There are a number of techniques developed for secure multiparty computation protocol construction having different features. Some techniques used in secure Multiparty computation are listed below:
- Shamir Secret Sharing: Secret sharing is utilized as the basic tool when there is an honest majority in secure multiparty computation. A secret sharing scheme is that a secret s is shared among n parties, such that t+1 or more parties come together to reconstruct the secret. The parties lesser than t cannot get any information or reconstruct the secret. The scheme which fulfills the requirements of t+1 out of n is called the threshold secret sharing scheme.
- Honest Majority MPC: The function can either be represented by Boolean or arithmetic circuit in an honest majority. For MPC-based secret sharing having the honest majority, there is finite field Zp with p>n for arithmetic circuit and the circuit is Turing complete.
- Input sharing: Every party shares the input using the Shamir secret sharing. The circuit is being provided the input for computation. Every party keeps his input private by adding some random number to the input and finally, after getting the output the random number is known to the party is removed, and we get the output.
- Circuit evaluation: The circuit is evaluated by parties one gate at a time. The gates are evaluated serially from input to output. The evaluation consists of the computation of addition and multiplication gates. For inputs a(x) and b(x), the output of addition for the ith party is calculated as c(i) = a(i) + b(i). Similarly, the output of multiplication for the ith party is calculated as c(i) = a(i) . b(i).
- Private set intersection: The private set intersection protocol is very efficient for the two parties’ problems. Two parties who wish to find the elements of intersection with private set of inputs without revealing the input, the private set intersection is better approach for both honest and dishonest adversaries.
- Threshold cryptography: Threshold cryptography aims to carry out the cryptographic operations for a set of parties without holding the secret by any of the single party. RSA algorithm is used for the scheme where the basic function is y=xe mod n. RSA is used for encrypting secrets or messages.
- Dishonest majority MPC: In the secure multiparty computation, there can be both honest and dishonest parties. The secure Multiparty computation is secure as long as there is an honest majority. If the adversaries are corrupt more than the majority, new approaches are required for security. For the dishonest majority, there are protocols like GMW oblivious transfer, garbled circuit, Tiny oz and many more protocols.
Benefits Of Secure Multiparty Computation
Let’s discuss some benefits of secure multiparty computation:
- Trusted third party: In Secure Multiparty Computation, we can share data in a distributed manner with different organizations without any third party and even the privacy of data will be preserved while sharing data.
- Data Privacy: The private data of organizations can be shared for computation purposes. The concern of data privacy is provided by using secure multiparty computation, which keeps the data in use in encrypted form. Thus, the data is not revealed or compromised.
- High accuracy: Secure Multiparty Computation provides highly accurate results for different computations using cryptography.
- Quantum safe: The data shared between parties is safe against quantum attacks, as the data is broken up and encrypted when distributed among parties for computation.

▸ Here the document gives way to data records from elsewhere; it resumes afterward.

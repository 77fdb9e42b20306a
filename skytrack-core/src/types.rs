//! Shared types, error enum, and decoded message types for skytrack-core.

use serde::Serialize;
use thiserror::Error;

use crate::beast::FramingError;

/// All errors produced by skytrack-core.
#[derive(Debug, Error)]
pub enum SkytrackError {
    #[error("framing error: {0}")]
    Framing(#[from] FramingError),
    #[error("IO error: {0}")]
    Io(#[from] std::io::Error),
    #[error("config error: {0}")]
    Config(String),
}

pub type Result<T> = std::result::Result<T, SkytrackError>;

// ---------------------------------------------------------------------------
// ICAO address helpers
// ---------------------------------------------------------------------------

/// 3-byte ICAO address. Stored as raw bytes to avoid per-frame String allocation.
pub type Icao = [u8; 3];

/// Format ICAO address as 6-char uppercase hex string.
pub fn icao_to_string(icao: &Icao) -> String {
    format!("{:02X}{:02X}{:02X}", icao[0], icao[1], icao[2])
}

/// Parse a 6-char hex string into an ICAO address.
pub fn icao_from_hex(hex: &str) -> Option<Icao> {
    if hex.len() != 6 {
        return None;
    }
    let val = u32::from_str_radix(hex, 16).ok()?;
    Some(icao_from_u32(val))
}

/// Convert ICAO bytes to u32 for numeric comparisons.
pub fn icao_to_u32(icao: &Icao) -> u32 {
    ((icao[0] as u32) << 16) | ((icao[1] as u32) << 8) | (icao[2] as u32)
}

/// Build ICAO from a 24-bit integer.
pub fn icao_from_u32(val: u32) -> Icao {
    [
        ((val >> 16) & 0xFF) as u8,
        ((val >> 8) & 0xFF) as u8,
        (val & 0xFF) as u8,
    ]
}

// ---------------------------------------------------------------------------
// ADS-B callsign character set
// ---------------------------------------------------------------------------

/// ICAO character set for callsign encoding (6 bits per character).
pub const CALLSIGN_CHARSET: &[u8; 64] =
    b"?ABCDEFGHIJKLMNOPQRSTUVWXYZ????? ???????????????0123456789??????";

// ---------------------------------------------------------------------------
// Decoded message types
// ---------------------------------------------------------------------------

/// A decoded DF17/18 extended squitter.
///
/// Header fields are always populated; `kind` carries the type-code-specific
/// payload. Consumed immediately by the track store, never persisted.
#[derive(Debug, Clone, PartialEq, Serialize)]
pub struct DecodedMsg {
    /// Downlink Format (17 or 18)
    pub df: u8,
    /// Capability (DF17) or control field (DF18)
    pub ca: u8,
    /// 3-byte ICAO address, the track key
    pub icao: Icao,
    /// Signal level byte from the carrying frame
    pub signal_level: u8,
    /// Wall-clock arrival time, Unix seconds
    pub timestamp: f64,
    pub kind: MsgKind,
}

/// Type-code-specific payload of an extended squitter.
#[derive(Debug, Clone, PartialEq, Serialize)]
#[serde(tag = "type")]
pub enum MsgKind {
    /// TC 1-4: aircraft identification (callsign).
    Identification { callsign: String, category: u8 },
    /// TC 5-8 (surface) or TC 9-18/20-22 (airborne): CPR-encoded position.
    Position {
        altitude_ft: Option<i32>,
        cpr_lat: u32,
        cpr_lon: u32,
        cpr_odd: bool,
        on_ground: bool,
        /// Ground-movement speed, surface frames only
        ground_speed_kt: Option<f64>,
        /// Ground track, surface frames only, gated by its status bit
        ground_track_deg: Option<f64>,
    },
    /// TC 19: airborne velocity.
    Velocity {
        speed_kt: Option<f64>,
        heading_deg: Option<f64>,
        vertical_rate_fpm: Option<i32>,
        speed_type: SpeedType,
    },
    /// Any other type code: header fields only, still refreshes the track.
    Other { type_code: u8 },
}

/// Speed type for velocity messages.
#[derive(Debug, Clone, Copy, PartialEq, Eq, Serialize)]
pub enum SpeedType {
    Ground,
    IAS,
    TAS,
}

impl std::fmt::Display for SpeedType {
    fn fmt(&self, f: &mut std::fmt::Formatter<'_>) -> std::fmt::Result {
        match self {
            SpeedType::Ground => write!(f, "ground"),
            SpeedType::IAS => write!(f, "IAS"),
            SpeedType::TAS => write!(f, "TAS"),
        }
    }
}

impl DecodedMsg {
    /// True if this message carries a raw CPR position.
    pub fn has_position(&self) -> bool {
        matches!(self.kind, MsgKind::Position { .. })
    }
}

// ---------------------------------------------------------------------------
// Tests
// ---------------------------------------------------------------------------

Limitations Of Secure Multiparty Computation
Secure multiparty computation being used for solving different problems, but there are few limitations. The main limitations are the computational overhead and high communication costs.
- Computational overhead: To provide the security we need to generate the random numbers, the random number generation requires more computation overhead which slows down runtime.
- High communication costs: Distributing the data to multiple parties for computation over the networks leads to higher costs of communication.